Target Healthcare REIT (LON:THRL – Get Free Report) released its quarterly earnings data on Wednesday. The company reported GBX 3.38 EPS for the quarter, Digital Look Earnings reports. Target Healthcare REIT had a net margin of 83.43% and a return on equity of 8.61%.
Here are the key takeaways from Target Healthcare REIT’s conference call:
- Strong financial recovery: EPRA EPS rose 8.5% to £0.034 (adjusted EPS +3% excluding one-off arrears), EPRA NTA increased 4% to £1.194, dividend cover is 113% (107% ex-arrears) and the six-month total accounting return was 6.8%.
- High-quality, inflation-linked portfolio: 86 homes (~£900m portfolio) with annualized contracted rent of £59.5m, 100% ensuite wet rooms and EPC A/B ratings, and rental income fully linked to inflation.

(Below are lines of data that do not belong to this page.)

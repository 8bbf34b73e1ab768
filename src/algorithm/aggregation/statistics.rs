//! Descriptive statistics helpers
//!
//! Order statistics here use the floor-index convention throughout: the
//! "median" of an even-length array is its upper-middle element, and a
//! percentile index past the end yields nothing.

use std::collections::BTreeMap;

use itertools::Itertools;

/// Count items per string label
pub fn count_by<'a, T, I, F>(items: I, label: F) -> BTreeMap<String, usize>
where
    T: 'a + ?Sized,
    I: IntoIterator<Item = &'a T>,
    F: Fn(&'a T) -> Option<&'a str>,
{
    items
        .into_iter()
        .filter_map(label)
        .fold(BTreeMap::new(), |mut counts, key| {
            *counts.entry(key.to_string()).or_insert(0) += 1;
            counts
        })
}

/// Most frequent label, ties going to the label seen first
pub fn most_frequent<'a, I>(labels: I) -> Option<&'a str>
where
    I: IntoIterator<Item = &'a str>,
{
    let labels: Vec<&str> = labels.into_iter().collect();
    let counts = labels.iter().copied().counts();

    labels
        .iter()
        .copied()
        .unique()
        .fold(None, |best: Option<(&str, usize)>, label| {
            let count = counts[label];
            match best {
                Some((_, best_count)) if best_count >= count => best,
                _ => Some((label, count)),
            }
        })
        .map(|(label, _)| label)
}

/// Element at index `floor(n / 2)` of an ascending slice
pub fn floor_median<T: Copy>(sorted: &[T]) -> Option<T> {
    sorted.get(sorted.len() / 2).copied()
}

/// Element at index `floor(n * fraction)` of an ascending slice
///
/// `None` when the index falls outside the slice.
pub fn floor_percentile<T: Copy>(sorted: &[T], fraction: f64) -> Option<T> {
    let index = (sorted.len() as f64 * fraction).floor();
    if index < 0.0 {
        return None;
    }
    sorted.get(index as usize).copied()
}

/// Arithmetic mean; `None` for an empty slice
pub fn mean(values: &[f64]) -> Option<f64> {
    if values.is_empty() {
        None
    } else {
        Some(values.iter().sum::<f64>() / values.len() as f64)
    }
}

/// Ascending copy of float values
pub fn sorted_floats(values: &[f64]) -> Vec<f64> {
    values.iter().copied().sorted_by(f64::total_cmp).collect()
}

/// Population standard deviation (divides by n); 0 for an empty slice
pub fn population_std_dev(values: &[f64]) -> f64 {
    let Some(avg) = mean(values) else {
        return 0.0;
    };
    let variance = values.iter().map(|v| (v - avg).powi(2)).sum::<f64>() / values.len() as f64;
    variance.sqrt()
}
//! Smoothing strategies applied to the history before projection

use std::fmt;
use std::str::FromStr;

use serde::{Deserialize, Serialize};

use crate::error::CareMetricsError;

/// Smoothing strategy, selectable by name
#[derive(Debug, Clone, Copy, Default, PartialEq, Eq, Hash, Serialize, Deserialize)]
#[serde(rename_all = "kebab-case")]
pub enum SmoothingMethod {
    /// Trailing mean over a fixed window
    MovingAverage,
    /// Recursive weighted average
    #[default]
    ExponentialSmoothing,
}

impl SmoothingMethod {
    /// Wire name of the method
    #[must_use]
    pub const fn name(self) -> &'static str {
        match self {
            Self::MovingAverage => "moving-average",
            Self::ExponentialSmoothing => "exponential-smoothing",
        }
    }

    /// Lenient lookup: unknown names fall back to exponential smoothing
    #[must_use]
    pub fn from_name_or_default(name: &str) -> Self {
        name.parse().unwrap_or_else(|_| {
            log::warn!("Unknown forecasting method '{name}', using exponential smoothing");
            Self::ExponentialSmoothing
        })
    }

    /// Apply the method with the given parameters
    #[must_use]
    pub fn smooth(self, values: &[f64], window: usize, alpha: f64) -> Vec<f64> {
        match self {
            Self::MovingAverage => moving_average(values, window),
            Self::ExponentialSmoothing => exponential_smoothing(values, alpha),
        }
    }
}

impl fmt::Display for SmoothingMethod {
    fn fmt(&self, f: &mut fmt::Formatter<'_>) -> fmt::Result {
        f.write_str(self.name())
    }
}

impl FromStr for SmoothingMethod {
    type Err = CareMetricsError;

    fn from_str(s: &str) -> Result<Self, Self::Err> {
        match s.trim() {
            "moving-average" => Ok(Self::MovingAverage),
            "exponential-smoothing" => Ok(Self::ExponentialSmoothing),
            other => Err(CareMetricsError::UnknownMethod(other.to_string())),
        }
    }
}

/// Trailing moving average
///
/// Positions before the first full window pass the raw value through, so the
/// output has the same length as the input.
#[must_use]
pub fn moving_average(values: &[f64], window: usize) -> Vec<f64> {
    if window == 0 {
        return values.to_vec();
    }

    let mut out = Vec::with_capacity(values.len());
    let mut sum = 0.0;
    for (i, &value) in values.iter().enumerate() {
        sum += value;
        if i >= window {
            sum -= values[i - window];
        }
        if i + 1 < window {
            out.push(value);
        } else {
            out.push(sum / window as f64);
        }
    }
    out
}

/// Exponential smoothing: `s[0] = x[0]`, `s[i] = α·x[i] + (1−α)·s[i−1]`
#[must_use]
pub fn exponential_smoothing(values: &[f64], alpha: f64) -> Vec<f64> {
    let Some((&first, rest)) = values.split_first() else {
        return Vec::new();
    };

    let mut out = Vec::with_capacity(values.len());
    let mut smoothed = first;
    out.push(smoothed);
    for &value in rest {
        smoothed = alpha * value + (1.0 - alpha) * smoothed;
        out.push(smoothed);
    }
    out
}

- Active capital recycling and growth runway: Management disposed of 10 homes at a premium, redeployed part proceeds into three acquisitions and a forward commit (adding c.£2m contracted rent so far), and reports a pipeline of opportunities >6% NIY that exceeds available capital; LTV is ~15% with a target toward 25% as acquisitions proceed.
- Operational metrics improving: Average rent cover is 1.9x (highest since IPO), mature-home occupancy ~85%, £1.9m of historic arrears recovered and management expects to return to 100% rent collection by year-end.
- Ongoing sector risks remain, including periodic tenant/operator issues, staffing and regulatory instability, and a wide spread of valuation yields (5.6%–8.9%) driven by covenant strength and local operational performance.
Target Healthcare REIT Price Performance
LON:THRL opened at GBX 103.40 on Thursday. Target Healthcare REIT has a 1 year low of GBX 83.60 and a 1 year high of GBX 108.80. The stock’s fifty day moving average price is GBX 104.12 and its two-hundred day moving average price is GBX 98.57. The company has a market cap of £641.33 million, a P/E ratio of 10.54, a P/E/G ratio of 1.48 and a beta of 0.68.
About Target Healthcare REIT
Our investment objective is to provide shareholders with an attractive level of income together with the potential for capital and income growth, from a portfolio of UK care homes, diversified by tenant, geography, and resident payment profile. We only invest in modern, purpose-built homes.